* **Activity**
Every line of the listing that holds the word "most" should be returned.

* **Given information**

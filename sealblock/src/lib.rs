#![warn(missing_docs, clippy::all, clippy::pedantic, clippy::nursery)]
#![allow(
    clippy::missing_errors_doc,
    clippy::similar_names,
    clippy::doc_markdown
)]

//! Sealblock - **content-sealed blocks, event-sourced persistence and leader-gated transaction routing**
//!
//! ## Overview
//!
//! `Sealblock` is the consensus facing core of a blockchain node, written in `Rust`.
//! Blocks are sealed with a deterministic content digest (the `Seal`), and their creation is persisted
//! as an immutable `BlockCreatedEvent` whose aggregate id is the seal itself.
//! Pooled transactions are only turned into blocks by the current leader; every other node forwards
//! its uncommitted transactions to the leader.

/// Only compile this code when the `monitoring` feature is enabled.
/// ```
/// use sealblock::if_monitoring;
///
/// if_monitoring! {
///     pub use std::collections::HashMap;
/// }
/// // or
/// if_monitoring! {{
///     println!("Monitoring enabled!");
/// }};
/// ```
#[macro_export]
macro_rules! if_monitoring {
    ($block:block) => {
        #[cfg(feature = "monitoring")]
        $block
    };
    ($($item:item)*) => {
        $(
            #[cfg(feature = "monitoring")]
            $item
        )*
    };
}

pub mod config;
pub mod consensus;
mod error;
pub mod event;
pub mod event_store;
pub mod leader;
pub mod node;
pub mod runtime;
pub mod time;
pub mod txpool;

if_monitoring! {
    pub mod prometheus;
}

pub use error::{Error, SealAnchor, TxSealCause};

/// Error type used at the boundary to external collaborators.
pub type BoxError = Box<dyn std::error::Error + Send + Sync>;
use super::{Queue, SendTransactionsToLeader, TxpoolQueryService};
use crate::BoxError;
use std::{
    collections::{HashSet, VecDeque},
    hash::Hash,
    sync::{Arc, Mutex, MutexGuard, PoisonError},
};
use tokio::sync::Notify;

/// The number of committed transactions a pool remembers by default.
pub const DEFAULT_COMMITTED_CAPACITY: usize = 10_000;

/// The uncommitted transactions of this node.
///
/// Each transaction is pooled at most once. Transactions that were recently sealed
/// into a block are remembered and not pooled again.
/// Adding transactions wakes up a `TransactionRouter` waiting on `notifier()`.
#[derive(Debug)]
pub struct TransactionPool<T> {
    inner: Mutex<Inner<T>>,
    notifier: Arc<Notify>,
}

#[derive(Debug)]
struct Inner<T> {
    queue: Queue<T>,
    committed: Committed<T>,
}

/// The most recently committed transactions, oldest first.
#[derive(Debug)]
struct Committed<T> {
    order: VecDeque<T>,
    set: HashSet<T>,
    capacity: usize,
}

impl<T> Committed<T>
where
    T: Clone + Eq + Hash,
{
    fn with_capacity(capacity: usize) -> Self {
        Self {
            order: VecDeque::new(),
            set: HashSet::new(),
            capacity,
        }
    }

    fn contains(&self, transaction: &T) -> bool {
        self.set.contains(transaction)
    }

    /// Remember `transaction`, forgetting the oldest one when full.
    fn insert(&mut self, transaction: T) {
        if self.capacity == 0 || !self.set.insert(transaction.clone()) {
            return;
        }
        self.order.push_back(transaction);
        if self.order.len() > self.capacity {
            if let Some(oldest) = self.order.pop_front() {
                self.set.remove(&oldest);
            }
        }
    }
}

impl<T> Inner<T>
where
    T: Clone + Eq + Hash,
{
    fn is_known(&self, transaction: &T) -> bool {
        self.committed.contains(transaction) || self.queue.contains(transaction)
    }
}

impl<T> Default for TransactionPool<T>
where
    T: Clone + Eq + Hash,
{
    fn default() -> Self {
        Self::with_committed_capacity(DEFAULT_COMMITTED_CAPACITY)
    }
}

impl<T> TransactionPool<T>
where
    T: Clone + Eq + Hash,
{
    /// Create an empty pool.
    #[must_use]
    pub fn new() -> Self {
        Self::default()
    }

    /// Create an empty pool remembering the last `capacity` committed transactions.
    #[must_use]
    pub fn with_committed_capacity(capacity: usize) -> Self {
        Self {
            inner: Mutex::new(Inner {
                queue: Queue::default(),
                committed: Committed::with_capacity(capacity),
            }),
            notifier: Arc::default(),
        }
    }

    fn inner(&self) -> MutexGuard<Inner<T>> {
        self.inner.lock().unwrap_or_else(PoisonError::into_inner)
    }

    /// Get the notifier signalled whenever transactions are added.
    #[must_use]
    pub fn notifier(&self) -> Arc<Notify> {
        self.notifier.clone()
    }

    /// Pool a `transaction` received from a client.
    ///
    /// Returns `false` if the transaction was already pooled or committed.
    pub fn add(&self, transaction: T) -> bool {
        {
            let mut inner = self.inner();
            if inner.is_known(&transaction) {
                return false;
            }
            inner.queue.insert(transaction);
        }
        self.notifier.notify_one();
        true
    }

    /// Pool the transactions another node forwarded to the leader.
    ///
    /// Forwarding may deliver a transaction more than once, so transactions
    /// that are already pooled or committed are skipped.
    /// Returns the number of newly pooled transactions.
    pub fn receive_forwarded(&self, message: SendTransactionsToLeader<T>) -> usize {
        if !message.has_forwarding_protocol() {
            log::warn!(
                "Ignoring transactions from {} with unknown protocol {}.",
                message.sender,
                message.protocol
            );
            return 0;
        }

        let added = {
            let mut inner = self.inner();
            let mut added = 0;
            for transaction in &message.transactions {
                if !inner.is_known(transaction) {
                    inner.queue.insert(transaction.clone());
                    added += 1;
                }
            }
            added
        };

        log::debug!(
            "Received {} transactions from {} ({} new).",
            message.transactions.len(),
            message.sender,
            added
        );
        if added > 0 {
            self.notifier.notify_one();
        }
        added
    }

    /// Mark `transactions` as sealed into a block.
    ///
    /// They are removed from the pool and not pooled again while remembered.
    pub fn commit(&self, transactions: &[T]) {
        let mut inner = self.inner();
        inner.queue.remove_all(transactions);
        for transaction in transactions {
            inner.committed.insert(transaction.clone());
        }
    }

    /// Take all pooled transactions out of the pool.
    pub fn take_all(&self) -> Vec<T> {
        self.inner().queue.drain()
    }

    /// Put `transactions` back in front of the pool.
    pub fn requeue(&self, transactions: Vec<T>) {
        self.inner().queue.requeue(transactions);
    }

    /// Remove the given `transactions` from the pool.
    ///
    /// Returns the number of removed transactions.
    pub fn remove_all(&self, transactions: &[T]) -> usize {
        self.inner().queue.remove_all(transactions).len()
    }

    /// Get the number of pooled transactions.
    #[must_use]
    pub fn len(&self) -> usize {
        self.inner().queue.len()
    }

    /// Check whether the pool is empty.
    #[must_use]
    pub fn is_empty(&self) -> bool {
        self.inner().queue.is_empty()
    }
}

impl<T> TxpoolQueryService<T> for TransactionPool<T>
where
    T: Clone + Eq + Hash,
{
    fn find_uncommitted_transactions(&self) -> Result<Vec<T>, BoxError> {
        Ok(self.inner().queue.items())
    }
}
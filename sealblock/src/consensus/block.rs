use super::{Height, Seal, Transaction, TxSeal};
use crate::event::BlockCreatedEvent;
use serde::Serialize;
use std::time::SystemTime;

/// A `Block` stores sealed transactions of the ledger.
///
/// Blocks are read-only once they are sealed: there are only accessors.
pub trait Block {
    /// The type of the contained transactions.
    type Transaction: Transaction;

    /// The seal of the previous block (empty for the genesis block).
    fn prev_seal(&self) -> &Seal;

    /// The position of the block in the chain.
    fn height(&self) -> Height;

    /// The sealed transactions in order.
    fn tx_list(&self) -> &[Self::Transaction];

    /// The digests of the transactions in order.
    fn tx_seal(&self) -> &TxSeal;

    /// The rounded creation time.
    fn timestamp(&self) -> SystemTime;

    /// The identity of the proposing node (empty for the genesis block).
    fn creator(&self) -> &[u8];

    /// The content digest of this block.
    fn seal(&self) -> &Seal;
}

/// The canonical `Block`.
///
/// Only the `BlockFactory` and event replay can assemble a `DefaultBlock`.
#[derive(Debug, Clone, PartialEq, Serialize)]
pub struct DefaultBlock<T> {
    pub(crate) seal: Seal,
    pub(crate) prev_seal: Seal,
    pub(crate) height: Height,
    pub(crate) tx_list: Vec<T>,
    pub(crate) tx_seal: TxSeal,
    pub(crate) timestamp: SystemTime,
    pub(crate) creator: Vec<u8>,
}

impl<T> Block for DefaultBlock<T>
where
    T: Transaction,
{
    type Transaction = T;

    fn prev_seal(&self) -> &Seal {
        &self.prev_seal
    }

    fn height(&self) -> Height {
        self.height
    }

    fn tx_list(&self) -> &[T] {
        &self.tx_list
    }

    fn tx_seal(&self) -> &TxSeal {
        &self.tx_seal
    }

    fn timestamp(&self) -> SystemTime {
        self.timestamp
    }

    fn creator(&self) -> &[u8] {
        &self.creator
    }

    fn seal(&self) -> &Seal {
        &self.seal
    }
}

impl<T> DefaultBlock<T> {
    /// Rebuild the block sealed with `seal` from its creation event.
    ///
    /// The caller must check that the content still matches `seal`.
    pub(crate) fn from_event(seal: Seal, event: BlockCreatedEvent<T>) -> Self {
        Self {
            seal,
            prev_seal: event.prev_seal,
            height: event.height,
            tx_list: event.tx_list,
            tx_seal: event.tx_seal,
            timestamp: event.timestamp,
            creator: event.creator,
        }
    }
}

* **Output of the exercise**
/// Each transaction is pooled at most once. Transactions that were recently sealed
/// The most recently committed transactions, oldest first.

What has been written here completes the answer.